# PROBLEM TO SOLVE:
Each record that follows is to be reproduced verbatim.

[Items listed in a dataset]
===
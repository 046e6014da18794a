//! Locality-sensitive fingerprints over step configuration.
//!
//! A raw equality check on step settings would miss near-duplicates that
//! differ only by incidental values (timestamps, branch names). A TLSH
//! digest with a distance threshold captures "almost the same
//! configuration" while tolerating small variation.

use std::collections::BTreeMap;
use std::fmt;
use std::fmt::Write;

use tlsh2::{TlshDefault, TlshDefaultBuilder};

/// A sealed locality-sensitive digest of one step's configuration.
///
/// Construction fails for steps with no configuration at all, for inputs
/// too short for TLSH to digest meaningfully, and for the degenerate
/// all-zero digest that provides no discriminating power.
pub struct Fingerprint {
    digest: TlshDefault,
}

impl Fingerprint {
    /// Build a fingerprint over the canonical forms of a step's settings,
    /// environment, and named-input maps, in that fixed order.
    pub fn from_config(
        settings: &BTreeMap<String, String>,
        env: &BTreeMap<String, String>,
        with: &BTreeMap<String, String>,
    ) -> Option<Self> {
        let mut builder = TlshDefaultBuilder::new();
        let mut found_config = false;

        for canonical in [map_to_string(settings), map_to_string(env), map_to_string(with)] {
            if !canonical.is_empty() {
                builder.update(canonical.as_bytes());
                found_config = true;
            }
        }

        if !found_config {
            return None;
        }

        let digest = builder.build()?;
        if is_degenerate(&digest) {
            return None;
        }

        Some(Self { digest })
    }

    /// TLSH distance to another fingerprint; 0 means identical digests.
    pub fn distance(&self, other: &Fingerprint) -> i32 {
        self.digest.diff(&other.digest, true)
    }
}

impl fmt::Debug for Fingerprint {
    fn fmt(&self, f: &mut fmt::Formatter<'_>) -> fmt::Result {
        let hex = self.digest.hash();
        write!(f, "Fingerprint({})", String::from_utf8_lossy(&hex))
    }
}

/// Serialize a map as `key=value;` pairs in lexicographic key order, so the
/// fingerprint input is deterministic regardless of how the map was built.
pub(crate) fn map_to_string(map: &BTreeMap<String, String>) -> String {
    let mut out = String::new();
    for (key, value) in map {
        let _ = write!(out, "{key}={value};");
    }
    out
}

/// An all-zero digest body typically comes from very short input and would
/// compare as "similar" to every other degenerate digest.
fn is_degenerate(digest: &TlshDefault) -> bool {
    let hex = digest.hash();
    let body = hex.strip_prefix(b"T1").unwrap_or(&hex[..]);
    body.iter().all(|byte| *byte == b'0')
}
===
# REPLY:
repository 046e6014da18794a
//! Locality-sensitive fingerprints over step configuration.
//!
//! A raw equality check on step settings would miss near-duplicates that
//! differ only by incidental values (timestamps, branch names). A TLSH
//! digest with a distance threshold captures "almost the same
//! configuration" while tolerating small variation.

use std::collections::BTreeMap;
use std::fmt;
use std::fmt::Write;

use tlsh2::{TlshDefault, TlshDefaultBuilder};

/// A sealed locality-sensitive digest of one step's configuration.
///
/// Construction fails for steps with no configuration at all, for inputs
/// too short for TLSH to digest meaningfully, and for the degenerate
/// all-zero digest that provides no discriminating power.
pub struct Fingerprint {
    digest: TlshDefault,
}

impl Fingerprint {
    /// Build a fingerprint over the canonical forms of a step's settings,
    /// environment, and named-input maps, in that fixed order.
    pub fn from_config(
        settings: &BTreeMap<String, String>,
        env: &BTreeMap<String, String>,
        with: &BTreeMap<String, String>,
    ) -> Option<Self> {
        let mut builder = TlshDefaultBuilder::new();
        let mut found_config = false;

        for canonical in [map_to_string(settings), map_to_string(env), map_to_string(with)] {
            if !canonical.is_empty() {
                builder.update(canonical.as_bytes());
                found_config = true;
            }
        }

        if !found_config {
            return None;
        }

        let digest = builder.build()?;
        if is_degenerate(&digest) {
            return None;
        }

        Some(Self { digest })
    }

    /// TLSH distance to another fingerprint; 0 means identical digests.
    pub fn distance(&self, other: &Fingerprint) -> i32 {
        self.digest.diff(&other.digest, true)
    }
}

impl fmt::Debug for Fingerprint {
    fn fmt(&self, f: &mut fmt::Formatter<'_>) -> fmt::Result {
        let hex = self.digest.hash();
        write!(f, "Fingerprint({})", String::from_utf8_lossy(&hex))
    }
}

/// Serialize a map as `key=value;` pairs in lexicographic key order, so the
/// fingerprint input is deterministic regardless of how the map was built.
pub(crate) fn map_to_string(map: &BTreeMap<String, String>) -> String {
    let mut out = String::new();
    for (key, value) in map {
        let _ = write!(out, "{key}={value};");
    }
    out
}

/// An all-zero digest body typically comes from very short input and would
/// compare as "similar" to every other degenerate digest.
fn is_degenerate(digest: &TlshDefault) -> bool {
    let hex = digest.hash();
    let body = hex.strip_prefix(b"T1").unwrap_or(&hex[..]);
    body.iter().all(|byte| *byte == b'0')
}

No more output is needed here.